Extracted entries: Begin

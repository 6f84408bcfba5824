use crate::aa::{AAFramework, Argument, LabelType};
use std::fmt::Display;

const WORD_BITS: usize = u64::BITS as usize;

/// A set of arguments, represented as a fixed-width bitset indexed by argument ids.
///
/// The width of the set is given at construction time, and is usually the number of arguments of the framework the set refers to.
/// Binary operations between sets are only meaningful for sets sharing the same width.
///
/// # Example
///
/// ```
/// # use dungsem::utils::ArgumentBitSet;
/// let mut set = ArgumentBitSet::new(70);
/// set.insert(3);
/// set.insert(65);
/// assert!(set.contains(65));
/// assert_eq!(vec![3, 65], set.iter().collect::<Vec<usize>>());
/// ```
#[derive(Clone, Debug, PartialEq, Eq, Hash)]
pub struct ArgumentBitSet {
    words: Vec<u64>,
    capacity: usize,
}

impl ArgumentBitSet {
    /// Builds an empty set able to hold the ids from `0` to `capacity - 1`.
    pub fn new(capacity: usize) -> Self {
        Self {
            words: vec![0; capacity.div_ceil(WORD_BITS)],
            capacity,
        }
    }

    /// Builds the set containing all the ids from `0` to `capacity - 1`.
    pub fn full(capacity: usize) -> Self {
        let mut set = Self {
            words: vec![u64::MAX; capacity.div_ceil(WORD_BITS)],
            capacity,
        };
        set.clear_padding();
        set
    }

    /// Builds a set from an iterator of ids.
    ///
    /// # Panics
    ///
    /// Panics if an id is not lower than the capacity.
    pub fn from_ids<I>(capacity: usize, ids: I) -> Self
    where
        I: IntoIterator<Item = usize>,
    {
        let mut set = Self::new(capacity);
        ids.into_iter().for_each(|i| set.insert(i));
        set
    }

    /// Builds a set from a slice of arguments.
    pub fn from_arguments<T>(capacity: usize, arguments: &[&Argument<T>]) -> Self
    where
        T: LabelType,
    {
        Self::from_ids(capacity, arguments.iter().map(|a| a.id()))
    }

    fn clear_padding(&mut self) {
        let rem = self.capacity % WORD_BITS;
        if rem != 0 {
            if let Some(last) = self.words.last_mut() {
                *last &= (1u64 << rem) - 1;
            }
        }
    }

    /// Returns the width of this set.
    pub fn capacity(&self) -> usize {
        self.capacity
    }

    /// Adds an id to this set.
    ///
    /// # Panics
    ///
    /// Panics if the id is not lower than the capacity.
    pub fn insert(&mut self, id: usize) {
        assert!(id < self.capacity, "id {} out of bounds", id);
        self.words[id / WORD_BITS] |= 1u64 << (id % WORD_BITS);
    }

    /// Removes an id from this set.
    pub fn remove(&mut self, id: usize) {
        if id < self.capacity {
            self.words[id / WORD_BITS] &= !(1u64 << (id % WORD_BITS));
        }
    }

    /// Returns `true` iff the id belongs to this set.
    pub fn contains(&self, id: usize) -> bool {
        id < self.capacity && self.words[id / WORD_BITS] & (1u64 << (id % WORD_BITS)) != 0
    }

    /// Returns the number of ids in this set.
    pub fn len(&self) -> usize {
        self.words.iter().map(|w| w.count_ones() as usize).sum()
    }

    /// Returns `true` iff this set contains no id.
    pub fn is_empty(&self) -> bool {
        self.words.iter().all(|w| *w == 0)
    }

    /// Returns `true` iff all the ids of this set are in the other one.
    pub fn is_subset(&self, other: &ArgumentBitSet) -> bool {
        self.words
            .iter()
            .zip(other.words.iter())
            .all(|(a, b)| a & !b == 0)
    }

    /// Returns `true` iff this set is a subset of the other one, and the sets differ.
    pub fn is_strict_subset(&self, other: &ArgumentBitSet) -> bool {
        self.is_subset(other) && self != other
    }

    /// Returns `true` iff both sets share at least one id.
    pub fn intersects(&self, other: &ArgumentBitSet) -> bool {
        self.words
            .iter()
            .zip(other.words.iter())
            .any(|(a, b)| a & b != 0)
    }

    /// Adds to this set the ids of the other one.
    pub fn union_with(&mut self, other: &ArgumentBitSet) {
        self.words
            .iter_mut()
            .zip(other.words.iter())
            .for_each(|(a, b)| *a |= b);
    }

    /// Keeps in this set the ids that also belong to the other one.
    pub fn intersect_with(&mut self, other: &ArgumentBitSet) {
        self.words
            .iter_mut()
            .zip(other.words.iter())
            .for_each(|(a, b)| *a &= b);
    }

    /// Removes from this set the ids of the other one.
    pub fn difference_with(&mut self, other: &ArgumentBitSet) {
        self.words
            .iter_mut()
            .zip(other.words.iter())
            .for_each(|(a, b)| *a &= !b);
    }

    /// Returns the ids that do not belong to this set.
    pub fn complement(&self) -> ArgumentBitSet {
        let mut set = Self {
            words: self.words.iter().map(|w| !w).collect(),
            capacity: self.capacity,
        };
        set.clear_padding();
        set
    }

    /// Iterates over the ids of this set, in increasing order.
    pub fn iter(&self) -> impl Iterator<Item = usize> + '_ {
        self.words.iter().enumerate().flat_map(|(i, w)| {
            let mut word = *w;
            std::iter::from_fn(move || {
                if word == 0 {
                    None
                } else {
                    let bit = word.trailing_zeros() as usize;
                    word &= word - 1;
                    Some(i * WORD_BITS + bit)
                }
            })
        })
    }

    /// Translates this set into the corresponding arguments of a framework, sorted by id.
    pub fn to_arguments<'a, T>(&self, af: &'a AAFramework<T>) -> Vec<&'a Argument<T>>
    where
        T: LabelType,
    {
        self.iter()
            .map(|i| af.argument_set().get_argument_by_id(i))
            .collect()
    }
}

impl Display for ArgumentBitSet {
    fn fmt(&self, f: &mut std::fmt::Formatter<'_>) -> std::fmt::Result {
        write!(f, "{{")?;
        for (i, id) in self.iter().enumerate() {
            if i > 0 {
                write!(f, ",")?;
            }
            write!(f, "{}", id)?;
        }
        write!(f, "}}")
    }
}
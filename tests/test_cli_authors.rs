use assert_cmd::Command;
use predicates::prelude::predicate;

#[test]
fn test_authors() {
    let app_name = option_env!("CARGO_PKG_NAME").unwrap_or("unknown app name");
    let app_version = option_env!("CARGO_PKG_VERSION").unwrap_or("unknown version");
    let description = option_env!("CARGO_PKG_DESCRIPTION")
        .unwrap_or("an abstract argumentation semantics engine");
    let authors = option_env!("CARGO_PKG_AUTHORS")
        .unwrap_or("unknown authors")
        .split(':')
        .map(|a| format!("  {}\n", a.trim()))
        .collect::<String>();
    let expected = format!(
        "{} {}\n{}\nauthors:\n{}",
        app_name, app_version, description, authors
    );
    let mut cmd = Command::cargo_bin("dungsem").unwrap();
    cmd.arg("authors");
    cmd.assert()
        .success()
        .stdout(predicate::eq(expected.as_str()));
}

#[test]
fn test_no_command() {
    let mut cmd = Command::cargo_bin("dungsem").unwrap();
    cmd.assert().failure();
}

#[test]
fn test_unknown_command() {
    let mut cmd = Command::cargo_bin("dungsem").unwrap();
    cmd.arg("foo");
    cmd.assert().failure();
}
use super::ArgumentBitSet;
use crate::aa::{AAFramework, LabelType};

/// A dense view of the attack relation of a framework.
///
/// For each argument, the index stores the set of its attackers and the set of the arguments it attacks, both as [`ArgumentBitSet`]s.
/// This turns conflict-freeness and defense checks into word-level bitwise operations.
///
/// An index is a snapshot: it is not updated when the framework it was built from changes.
/// The [generation](Self::generation) it was built at can be compared to the current one of the framework.
#[derive(Clone, Debug)]
pub struct FrameworkIndex {
    attackers: Vec<ArgumentBitSet>,
    targets: Vec<ArgumentBitSet>,
    self_attacking: ArgumentBitSet,
    generation: u64,
}

impl FrameworkIndex {
    /// Builds the index of a framework.
    ///
    /// # Example
    ///
    /// ```
    /// # use dungsem::aa::{AAFramework, ArgumentSet};
    /// # use dungsem::utils::FrameworkIndex;
    /// let mut af = AAFramework::new_with_argument_set(ArgumentSet::new_with_labels(&["a", "b"]));
    /// af.new_attack(&"a", &"b").unwrap();
    /// let index = FrameworkIndex::new(&af);
    /// assert!(index.attackers(1).contains(0));
    /// assert!(index.targets(0).contains(1));
    /// ```
    pub fn new<T>(af: &AAFramework<T>) -> Self
    where
        T: LabelType,
    {
        let n = af.n_arguments();
        let mut attackers = vec![ArgumentBitSet::new(n); n];
        let mut targets = vec![ArgumentBitSet::new(n); n];
        let mut self_attacking = ArgumentBitSet::new(n);
        af.iter_attacks().for_each(|att| {
            let (from, to) = (att.attacker().id(), att.attacked().id());
            attackers[to].insert(from);
            targets[from].insert(to);
            if from == to {
                self_attacking.insert(from);
            }
        });
        Self {
            attackers,
            targets,
            self_attacking,
            generation: af.generation(),
        }
    }

    /// Returns the number of arguments of the indexed framework.
    pub fn n_arguments(&self) -> usize {
        self.attackers.len()
    }

    /// Returns the generation of the framework at the time this index was built.
    pub fn generation(&self) -> u64 {
        self.generation
    }

    /// Returns the attackers of an argument.
    pub fn attackers(&self, id: usize) -> &ArgumentBitSet {
        &self.attackers[id]
    }

    /// Returns the arguments attacked by an argument.
    pub fn targets(&self, id: usize) -> &ArgumentBitSet {
        &self.targets[id]
    }

    /// Returns `true` iff the argument attacks itself.
    pub fn is_self_attacking(&self, id: usize) -> bool {
        self.self_attacking.contains(id)
    }

    /// Returns the set of self-attacking arguments.
    pub fn self_attacking(&self) -> &ArgumentBitSet {
        &self.self_attacking
    }

    /// Returns an empty set sized for this framework.
    pub fn empty_set(&self) -> ArgumentBitSet {
        ArgumentBitSet::new(self.n_arguments())
    }

    /// Returns the set of all the arguments of this framework.
    pub fn full_set(&self) -> ArgumentBitSet {
        ArgumentBitSet::full(self.n_arguments())
    }

    /// Returns the set of arguments attacked by at least one member of the given set.
    pub fn attacked_by(&self, set: &ArgumentBitSet) -> ArgumentBitSet {
        let mut result = self.empty_set();
        set.iter().for_each(|id| result.union_with(&self.targets[id]));
        result
    }
}
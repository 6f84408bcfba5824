use super::{
    utils, AdmissibleSetEnumerator, CredulousAcceptanceComputer, EnumerationLimits,
    ExtensionEnumerator, SingleExtensionComputer, SkepticalAcceptanceComputer,
};
use crate::{
    aa::{AAFramework, Argument, LabelType},
    utils::{ArgumentBitSet, FrameworkIndex},
};

/// A solver for the preferred semantics.
///
/// The preferred extensions are the complete extensions that are maximal with respect to set inclusion.
/// They are obtained by filtering the output of an [AdmissibleSetEnumerator];
/// their order follows the order in which the search discovered them.
///
/// Each framework has at least one preferred extension, so [SingleExtensionComputer::compute_one_extension] never returns `None`
/// unless the search was truncated before reaching any set.
pub struct PreferredSemanticsSolver<'a, T>
where
    T: LabelType,
{
    af: &'a AAFramework<T>,
    limits: EnumerationLimits,
    preferred: Option<Vec<ArgumentBitSet>>,
}

impl<'a, T> PreferredSemanticsSolver<'a, T>
where
    T: LabelType,
{
    /// Builds a new solver for the preferred semantics.
    pub fn new(af: &'a AAFramework<T>) -> Self {
        Self::new_with_limits(af, EnumerationLimits::default())
    }

    /// Builds a new solver for the preferred semantics, bounding the underlying admissible set search.
    pub fn new_with_limits(af: &'a AAFramework<T>, limits: EnumerationLimits) -> Self {
        Self {
            af,
            limits,
            preferred: None,
        }
    }

    pub(crate) fn preferred_sets(&mut self) -> &[ArgumentBitSet] {
        let (af, limits) = (self.af, self.limits);
        self.preferred.get_or_insert_with(|| {
            let index = FrameworkIndex::new(af);
            let admissible = AdmissibleSetEnumerator::new_with_limits(&index, limits).enumerate();
            utils::filter_maximal(&utils::filter_complete(&index, admissible.sets()))
        })
    }
}

impl<T> SingleExtensionComputer<T> for PreferredSemanticsSolver<'_, T>
where
    T: LabelType,
{
    fn compute_one_extension(&mut self) -> Option<Vec<&Argument<T>>> {
        let af = self.af;
        self.preferred_sets().first().map(|s| s.to_arguments(af))
    }
}

impl<T> ExtensionEnumerator<T> for PreferredSemanticsSolver<'_, T>
where
    T: LabelType,
{
    fn enumerate_extensions(&mut self) -> Vec<Vec<&Argument<T>>> {
        let af = self.af;
        utils::sets_to_extensions(self.preferred_sets(), af)
    }
}

impl<T> CredulousAcceptanceComputer<T> for PreferredSemanticsSolver<'_, T>
where
    T: LabelType,
{
    fn is_credulously_accepted(&mut self, arg: &Argument<T>) -> bool {
        self.is_credulously_accepted_with_certificate(arg).0
    }

    fn is_credulously_accepted_with_certificate(
        &mut self,
        arg: &Argument<T>,
    ) -> (bool, Option<Vec<&Argument<T>>>) {
        let af = self.af;
        utils::credulous_acceptance(self.preferred_sets(), arg, af)
    }
}

impl<T> SkepticalAcceptanceComputer<T> for PreferredSemanticsSolver<'_, T>
where
    T: LabelType,
{
    fn is_skeptically_accepted(&mut self, arg: &Argument<T>) -> bool {
        self.is_skeptically_accepted_with_certificate(arg).0
    }

    fn is_skeptically_accepted_with_certificate(
        &mut self,
        arg: &Argument<T>,
    ) -> (bool, Option<Vec<&Argument<T>>>) {
        let af = self.af;
        utils::skeptical_acceptance(self.preferred_sets(), arg, af)
    }
}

Extracted entries: End

_Assignment_
Select the lines from the entries that include the word "SingleExtensionComputer".

_Answer below_
    ExtensionEnumerator, SingleExtensionComputer, SkepticalAcceptanceComputer,
/// Each framework has at least one preferred extension, so [SingleExtensionComputer::compute_one_extension] never returns `None`
impl<T> SingleExtensionComputer<T> for PreferredSemanticsSolver<'_, T>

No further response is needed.